◆ **Problem description**:
Whenever a line below includes the string "target", show it.

──────── Material shown ────────

//! Command-line resolution.
//!
//! [`resolve`] turns the positional tokens into exactly one
//! [`OperationMode`] before any platform call is made.  Image paths for
//! `Single` and `AllMonitors` are validated here; multi-list tokens are
//! carried through raw and validated by the dispatcher.

use std::ffi::{OsStr, OsString};
use std::fs;
use std::path::{Path, PathBuf};

use crate::errors::WallpaperError;

/// Flag selecting one image for every attached monitor.
pub const ALL_FLAG: &str = "/A";

/// Flag selecting a positional per-monitor list.
pub const MULTI_FLAG: &str = "/M";

/// Multi-list token that leaves its monitor slot untouched.
pub const SKIP_TOKEN: &str = "N";

/// What the invocation asks for.
#[derive(Debug, Clone, PartialEq, Eq)]
pub enum OperationMode {
    /// One image on one monitor, addressed by ordinal.
    Single { monitor: u32, path: PathBuf },
    /// One image on every monitor.
    AllMonitors { path: PathBuf },
    /// Positional image list; tokens are unvalidated.
    MultiList { tokens: Vec<OsString> },
    /// Print usage.
    Noop,
}

/// Resolve the positional tokens (program name excluded).
pub fn resolve(tokens: &[OsString]) -> OperationMode {
    let [control, target, rest @ ..] = tokens else {
        return OperationMode::Noop;
    };

    if is_digit(control) && is_valid_path(target) {
        match parse_monitor_index(control) {
            Ok(monitor) => {
                return OperationMode::Single {
                    monitor,
                    path: PathBuf::from(target),
                }
            }
            Err(e) => log::debug!("{e}"),
        }
    }

    if control == ALL_FLAG && is_valid_path(target) {
        return OperationMode::AllMonitors {
            path: PathBuf::from(target),
        };
    }

    if control == MULTI_FLAG {
        let mut list = Vec::with_capacity(rest.len() + 1);
        list.push(target.clone());
        list.extend(rest.iter().cloned());
        return OperationMode::MultiList { tokens: list };
    }

    OperationMode::Noop
}

/// True iff every character is an ASCII decimal digit.
///
/// The empty token counts as digits; it is rejected later by
/// [`parse_monitor_index`].
pub fn is_digit(token: &OsStr) -> bool {
    token
        .to_str()
        .is_some_and(|s| s.bytes().all(|b| b.is_ascii_digit()))
}

/// Parse a digit token into a monitor ordinal.
pub fn parse_monitor_index(token: &OsStr) -> Result<u32, WallpaperError> {
    let lossy = token.to_string_lossy();
    lossy
        .parse::<u32>()
        .map_err(|_| WallpaperError::MalformedIndex(lossy.into_owned()))
}

/// Check that `path` exists and is a regular file or a symbolic link.
pub fn check_path(path: &Path) -> Result<(), WallpaperError> {
    let meta = fs::metadata(path).map_err(|source| WallpaperError::InvalidPath {
        path: path.to_path_buf(),
        source,
    })?;
    if meta.is_file() || meta.file_type().is_symlink() {
        Ok(())
    } else {
        Err(WallpaperError::NotAFile {
            path: path.to_path_buf(),
        })
    }
}

/// [`check_path`] as a predicate; failures are logged as warnings.
pub fn is_valid_path(path: impl AsRef<Path>) -> bool {
    match check_path(path.as_ref()) {
        Ok(()) => true,
        Err(e) => {
            log::warn!("{e}");
            false
        }
    }
}

#[cfg(test)]
mod tests {
    use std::fs::File;

    use tempfile::TempDir;

    use super::*;

    fn toks(items: &[&str]) -> Vec<OsString> {
        items.iter().map(OsString::from).collect()
    }

    fn image(dir: &TempDir, name: &str) -> String {
        let path = dir.path().join(name);
        File::create(&path).unwrap();
        path.to_string_lossy().into_owned()
    }

    #[test]
    fn test_is_digit() {
        assert!(is_digit(OsStr::new("0")));
        assert!(is_digit(OsStr::new("0123456789")));
        assert!(is_digit(OsStr::new("")));
        assert!(!is_digit(OsStr::new("-1")));
        assert!(!is_digit(OsStr::new("1a")));
        assert!(!is_digit(OsStr::new("١")));
        assert!(!is_digit(OsStr::new("/A")));
    }

    #[test]
    fn test_parse_monitor_index() {
        assert_eq!(parse_monitor_index(OsStr::new("007")).unwrap(), 7);
        assert!(matches!(
            parse_monitor_index(OsStr::new("")),
            Err(WallpaperError::MalformedIndex(_))
        ));
        assert!(matches!(
            parse_monitor_index(OsStr::new("99999999999")),
            Err(WallpaperError::MalformedIndex(_))
        ));
    }

    #[test]
    fn test_check_path_kinds() {
        let dir = TempDir::new().unwrap();
        let file = image(&dir, "bg.jpg");
        assert!(check_path(Path::new(&file)).is_ok());
        assert!(matches!(
            check_path(dir.path()),
            Err(WallpaperError::NotAFile { .. })
        ));
        let missing = dir.path().join("missing.jpg");
        match check_path(&missing) {
            Err(WallpaperError::InvalidPath { path, source }) => {
                assert_eq!(path, missing);
                assert_eq!(source.kind(), std::io::ErrorKind::NotFound);
            }
            other => panic!("unexpected: {other:?}"),
        }
    }

    #[cfg(unix)]
    #[test]
    fn test_symlink_to_file_is_valid() {
        let dir = TempDir::new().unwrap();
        let file = image(&dir, "real.png");
        let link = dir.path().join("link.png");
        std::os::unix::fs::symlink(&file, &link).unwrap();
        assert!(is_valid_path(&link));
    }

    #[test]
    fn test_fewer_than_two_tokens_is_noop() {
        let dir = TempDir::new().unwrap();
        let file = image(&dir, "bg.jpg");
        assert_eq!(resolve(&[]), OperationMode::Noop);
        assert_eq!(resolve(&toks(&["0"])), OperationMode::Noop);
        assert_eq!(resolve(&toks(&["/A"])), OperationMode::Noop);
        assert_eq!(resolve(&toks(&["/M"])), OperationMode::Noop);
        assert_eq!(resolve(&toks(&[&file])), OperationMode::Noop);
    }

    #[test]
    fn test_single_mode() {
        let dir = TempDir::new().unwrap();
        let file = image(&dir, "bg.jpg");
        assert_eq!(
            resolve(&toks(&["0", &file])),
            OperationMode::Single {
                monitor: 0,
                path: PathBuf::from(&file)
            }
        );
        assert_eq!(
            resolve(&toks(&["12", &file, "ignored"])),
            OperationMode::Single {
                monitor: 12,
                path: PathBuf::from(&file)
            }
        );
    }

    #[test]
    fn test_single_with_missing_path_is_noop() {
        let dir = TempDir::new().unwrap();
        let missing = dir.path().join("nope.jpg");
        let missing = missing.to_string_lossy();
        assert_eq!(resolve(&toks(&["1", &missing])), OperationMode::Noop);
    }

    #[test]
    fn test_single_with_directory_is_noop() {
        let dir = TempDir::new().unwrap();
        let d = dir.path().to_string_lossy();
        assert_eq!(resolve(&toks(&["1", &d])), OperationMode::Noop);
    }

    #[test]
    fn test_unparseable_index_falls_through() {
        let dir = TempDir::new().unwrap();
        let file = image(&dir, "bg.jpg");
        assert_eq!(
            resolve(&toks(&["4294967296", &file])),
            OperationMode::Noop
        );
        assert_eq!(resolve(&toks(&["", &file])), OperationMode::Noop);
    }

    #[test]
    fn test_all_monitors_mode() {
        let dir = TempDir::new().unwrap();
        let file = image(&dir, "bg.jpg");
        assert_eq!(
            resolve(&toks(&["/A", &file])),
            OperationMode::AllMonitors {
                path: PathBuf::from(&file)
            }
        );
    }

    #[test]
    fn test_all_monitors_with_missing_path_is_noop() {
        let dir = TempDir::new().unwrap();
        let missing = dir.path().join("nope.jpg");
        assert_eq!(
            resolve(&toks(&["/A", &missing.to_string_lossy()])),
            OperationMode::Noop
        );
    }

    #[test]
    fn test_flags_are_case_sensitive() {
        let dir = TempDir::new().unwrap();
        let file = image(&dir, "bg.jpg");
        assert_eq!(resolve(&toks(&["/a", &file])), OperationMode::Noop);
        assert_eq!(resolve(&toks(&["/m", &file])), OperationMode::Noop);
        assert_eq!(resolve(&toks(&["/All", &file])), OperationMode::Noop);
    }

    #[test]
    fn test_multi_list_passes_tokens_unvalidated() {
        assert_eq!(
            resolve(&toks(&["/M", "a.jpg", "N", "does/not/exist.png"])),
            OperationMode::MultiList {
                tokens: toks(&["a.jpg", "N", "does/not/exist.png"])
            }
        );
    }

    #[test]
    fn test_unknown_control_is_noop() {
        let dir = TempDir::new().unwrap();
        let file = image(&dir, "bg.jpg");
        assert_eq!(resolve(&toks(&["--all", &file])), OperationMode::Noop);
        assert_eq!(resolve(&toks(&[&file, &file])), OperationMode::Noop);
    }
}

────────

◆ **Task result**:
    let [control, target, rest @ ..] = tokens else {
    if is_digit(control) && is_valid_path(target) {
                    path: PathBuf::from(target),
    if control == ALL_FLAG && is_valid_path(target) {
            path: PathBuf::from(target),
        list.push(target.clone());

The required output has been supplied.